Zulaikha masih terbaring lemah di brankar dengan tangan kiri terpasang selang infus. Setelah setengah jam lalu dipindahkan ke ruang rawat inap, perempuan itu belum sadarkan diri sampai sekarang. Wajahnya semakin pucat pasi membuat Ranti dan Zacky yang menunggu di kanan kiri brankar tampak khawatir, gelisah, dan resah.
Tadi, ketika masih sibuk bekerja mereka mendapat kabar jika Zulaikha mengalami kecelakaan. Tanpa berpikir panjang mereka pun segera menuju rumah sakit untuk mengetahui kabar perempuan itu. Dan sangat bersyukur, bukan Zulaikha yang tertabrak mobil melainkan orang lain.
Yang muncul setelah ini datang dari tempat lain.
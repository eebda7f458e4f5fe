//! Independent SWMR reader.
//!
//! A `SwmrReader` holds its own OS handle and never touches a `Registry`.
//! Each `refresh` reads the superblock, then the metadata block it points
//! to. Because the writer commits by rewriting the superblock last, a reader
//! either sees a complete generation or a checksum or generation mismatch
//! from catching the writer mid-commit, which is retried.

use std::path::{Path, PathBuf};
use std::thread;
use std::time::Duration;

use eyre::{Result, WrapErr};
use tracing::{debug, warn};

use crate::config::{SWMR_READ_RETRIES, SWMR_RETRY_DELAY_MS};
use crate::dataset::{ChunkRead, DatasetRecord, Datatype, Hyperslab};
use crate::error::{error_kind, ErrorKind};
use crate::file::physical::{locate_base, read_metadata, read_superblock};
use crate::file::Catalog;
use crate::storage::{FileStorage, StorageDriver};

/// Chunk reads against a snapshot, offset by the base address.
struct SnapshotStore<'a> {
    storage: &'a FileStorage,
    base: u64,
}

impl ChunkRead for SnapshotStore<'_> {
    fn read_chunk(&self, addr: u64, buf: &mut [u8]) -> Result<()> {
        self.storage.read_at(self.base + addr, buf)
    }
}

#[derive(Debug)]
pub struct SwmrReader {
    path: PathBuf,
    storage: FileStorage,
    base: u64,
    generation: u64,
    writer_active: bool,
    catalog: Catalog,
}

impl SwmrReader {
    pub fn open(path: impl AsRef<Path>) -> Result<Self> {
        let path = path.as_ref();
        let storage = FileStorage::open(path, false)?;
        let base = locate_base(&storage)
            .wrap_err_with(|| format!("'{}' is not an h5lite file", path.display()))?;
        let mut reader = Self {
            path: path.to_path_buf(),
            storage,
            base,
            generation: 0,
            writer_active: false,
            catalog: Catalog::new(),
        };
        reader.refresh()?;
        debug!(path = %path.display(), generation = reader.generation, "SWMR reader opened");
        Ok(reader)
    }

    /// Reloads metadata. Returns whether a newer generation was observed.
    pub fn refresh(&mut self) -> Result<bool> {
        let mut attempt = 0;
        loop {
            match self.load() {
                Ok(changed) => return Ok(changed),
                Err(e) if error_kind(&e) == ErrorKind::Corrupt && attempt < SWMR_READ_RETRIES => {
                    attempt += 1;
                    warn!(
                        path = %self.path.display(),
                        attempt,
                        error = %e,
                        "metadata changed during read, retrying"
                    );
                    thread::sleep(Duration::from_millis(SWMR_RETRY_DELAY_MS));
                }
                Err(e) => {
                    return Err(e).wrap_err_with(|| {
                        format!("failed to refresh '{}'", self.path.display())
                    })
                }
            }
        }
    }

    fn load(&mut self) -> Result<bool> {
        let sb = read_superblock(&self.storage, self.base)?;
        if sb.generation() == self.generation {
            self.writer_active = sb.swmr_write();
            return Ok(false);
        }
        let payload = read_metadata(&self.storage, self.base, &sb)?;
        self.generation = sb.generation();
        self.writer_active = sb.swmr_write();
        self.catalog = payload.catalog;
        Ok(true)
    }

    pub fn path(&self) -> &Path {
        &self.path
    }

    pub fn generation(&self) -> u64 {
        self.generation
    }

    /// Whether the last refresh found a writer in SWMR mode.
    pub fn writer_active(&self) -> bool {
        self.writer_active
    }

    pub fn dataset_names(&self) -> Vec<String> {
        self.catalog.datasets().map(|(p, _)| p.to_string()).collect()
    }

    fn record(&self, name: &str) -> Result<&DatasetRecord> {
        let path = crate::file::resolve_path(crate::file::ROOT, name)?;
        self.catalog.dataset(&path)
    }

    pub fn dataset_extent(&self, name: &str) -> Result<Vec<u64>> {
        Ok(self.record(name)?.dims().to_vec())
    }

    pub fn dataset_datatype(&self, name: &str) -> Result<Datatype> {
        Ok(self.record(name)?.datatype().clone())
    }

    /// Reads the whole current extent.
    pub fn read_dataset(&self, name: &str) -> Result<Vec<u8>> {
        let record = self.record(name)?;
        self.read_region(name, &Hyperslab::all(record.dims()))
    }

    pub fn read_region(&self, name: &str, sel: &Hyperslab) -> Result<Vec<u8>> {
        let store = SnapshotStore {
            storage: &self.storage,
            base: self.base,
        };
        self.record(name)?
            .read_region(sel, &store)
            .wrap_err_with(|| format!("failed to read '{}' at generation {}", name, self.generation))
    }
}

#[cfg(test)]
mod tests {
    use super::*;
    use crate::dataset::{DatasetCreateProps, Dataspace};
    use crate::file::{CreateMode, FileAccessProps, FileCreateProps};
    use crate::registry::Registry;
    use tempfile::tempdir;

    #[test]
    fn reader_sees_only_flushed_state() {
        let dir = tempdir().unwrap();
        let path = dir.path().join("swmr.h5");
        let reg = Registry::new();
        let fid = reg
            .create_file(
                &path,
                CreateMode::Truncate,
                &FileCreateProps::new(),
                &FileAccessProps::new().swmr_write(true),
            )
            .unwrap();
        let space = Dataspace::extendable(&[2], &[None]).unwrap();
        let did = reg
            .create_dataset(fid, "d", Datatype::u32(), space, &DatasetCreateProps::new().chunked(&[4]))
            .unwrap();
        reg.write_dataset(did, &Hyperslab::all(&[2]), &[1, 0, 0, 0, 2, 0, 0, 0])
            .unwrap();
        reg.flush_dataset(did).unwrap();

        let mut reader = SwmrReader::open(&path).unwrap();
        assert!(reader.writer_active());
        assert_eq!(reader.dataset_extent("d").unwrap(), vec![2]);

        reg.set_extent(did, &[3]).unwrap();
        reg.write_dataset(did, &Hyperslab::new(&[2], &[1]).unwrap(), &[3, 0, 0, 0])
            .unwrap();
        assert!(!reader.refresh().unwrap());
        assert_eq!(reader.dataset_extent("d").unwrap(), vec![2]);

        reg.flush_dataset(did).unwrap();
        assert!(reader.refresh().unwrap());

        assert_eq!(reader.dataset_extent("/d").unwrap(), vec![3]);
        assert_eq!(
            reader.read_dataset("d").unwrap(),
            vec![1, 0, 0, 0, 2, 0, 0, 0, 3, 0, 0, 0]
        );
    }

    #[test]
    fn missing_dataset_is_not_found() {
        let dir = tempdir().unwrap();
        let path = dir.path().join("e.h5");
        let reg = Registry::new();
        let fid = reg
            .create_file(&path, CreateMode::Truncate, &FileCreateProps::new(), &FileAccessProps::new())
            .unwrap();
        reg.close_file(fid).unwrap();

        let reader = SwmrReader::open(&path).unwrap();
        let err = reader.dataset_extent("nope").unwrap_err();

        assert_eq!(error_kind(&err), ErrorKind::NotFound);
        assert!(!reader.writer_active());
    }
}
Namun, kata dokter tekanan darahnya sangat rendah hanya 65/50mmHg.
"Kamu matiin ponsel semalam?" tanya Ranti, kepada Zacky yang duduk sambil menggenggam tangan kanan kekasihnya.
Lelaki itu menoleh. Pandangannya beradu tatap dengan Ranti yang sedang menatapnya juga. Perempuan itu bersedekap. "Aku lupa ngaktifin kembali dan masih pakai ponsel satunya."
"Jangan kebiasaan. Kamu tahu? Zulaikha sudah mulai curiga kalau kamu main belakang. Dia melihat videonya langsung. Temannya ada mergokin kamu kemarin," ucap Ranti, lirih. Bahkan, terdengar seperti bisik-bisik. Takut jika Zulaikha mendengar dan terbangun.
Mendengar itu Zacky terkejut. Ia melototkan mata. "Jangan ngaco kalau ngomong, Ran."
"Siapa yang ngaco. Dia bilang sendiri ke aku. Makanya harus hati-hati."
Mengembuskan napas lelah, Zacky menatap wajah Zulaikha penuh rasa bersalah. Kasihan sebenarnya, tetapi mau bagaimana lagi. Hatinya sudah berpaling kepada wanita lain. Sedangkan dengan perempuan itu, entah kenapa beberapa bulan ini ia berani bermain belakang karena suatu alasan. Namun, ia masih mempertahankan hubungannya dengan Zulaikha, karena masih sangat mencintai perempuan itu.
"Lalu, harus bagaimana?" tanya Zacky, lirih.
"Ini salah, Zack. Seharusnya kamu terus terang dengan Ikha kalau sudah tidak bisa melanjutkan hubungan lagi."
"Tidak semudah itu, Ran. Kamu tahu, 'kan, Ikha sangat mencintai dan menyayangiku? Aku pun sama."
"Tapi kamu harus pilih salah satu. Putuskan Ikha jika kamu sudah tidak sayang dia."
Zacky tampak berpikir. Ia terdiam sambil menatap wajah kekasihnya yang masih tenang. Belum ada tanda-tanda akan terbangun. "Kita bahas nanti saja. Takutnya dia bangun dan mendengar pembicaraan kita."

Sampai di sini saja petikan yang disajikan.